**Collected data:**
# # # # # # #
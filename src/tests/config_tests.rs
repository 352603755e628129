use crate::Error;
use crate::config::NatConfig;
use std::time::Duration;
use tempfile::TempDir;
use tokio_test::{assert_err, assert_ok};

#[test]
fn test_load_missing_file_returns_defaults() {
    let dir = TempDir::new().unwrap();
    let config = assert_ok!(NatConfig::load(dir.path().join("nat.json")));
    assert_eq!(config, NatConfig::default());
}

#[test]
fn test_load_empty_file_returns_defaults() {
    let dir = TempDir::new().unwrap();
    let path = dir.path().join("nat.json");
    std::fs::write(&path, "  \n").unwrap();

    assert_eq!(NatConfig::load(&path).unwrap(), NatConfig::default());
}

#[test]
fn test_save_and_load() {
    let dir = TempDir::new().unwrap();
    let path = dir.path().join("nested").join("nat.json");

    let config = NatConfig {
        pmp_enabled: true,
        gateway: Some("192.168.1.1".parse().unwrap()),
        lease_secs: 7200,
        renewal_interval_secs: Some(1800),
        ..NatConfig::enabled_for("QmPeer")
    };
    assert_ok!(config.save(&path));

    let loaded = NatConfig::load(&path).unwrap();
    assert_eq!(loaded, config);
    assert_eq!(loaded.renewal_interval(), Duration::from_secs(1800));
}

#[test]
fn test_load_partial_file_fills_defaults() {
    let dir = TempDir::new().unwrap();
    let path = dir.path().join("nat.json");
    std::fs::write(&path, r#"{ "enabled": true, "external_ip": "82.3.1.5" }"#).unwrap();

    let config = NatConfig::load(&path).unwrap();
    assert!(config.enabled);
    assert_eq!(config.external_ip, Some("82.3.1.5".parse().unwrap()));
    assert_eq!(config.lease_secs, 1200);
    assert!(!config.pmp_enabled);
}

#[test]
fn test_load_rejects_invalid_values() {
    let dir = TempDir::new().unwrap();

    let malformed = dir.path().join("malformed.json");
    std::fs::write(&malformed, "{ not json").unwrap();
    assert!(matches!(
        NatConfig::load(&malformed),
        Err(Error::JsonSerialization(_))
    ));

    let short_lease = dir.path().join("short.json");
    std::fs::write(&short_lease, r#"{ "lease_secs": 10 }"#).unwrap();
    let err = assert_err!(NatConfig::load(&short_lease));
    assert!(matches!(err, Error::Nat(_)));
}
# # # # # # #
Filter the entries down to the lines with the word "Some" in them, and copy those lines.

**Answer for this exercise:**
        gateway: Some("192.168.1.1".parse().unwrap()),
        renewal_interval_secs: Some(1800),
    assert_eq!(config.external_ip, Some("82.3.1.5".parse().unwrap()));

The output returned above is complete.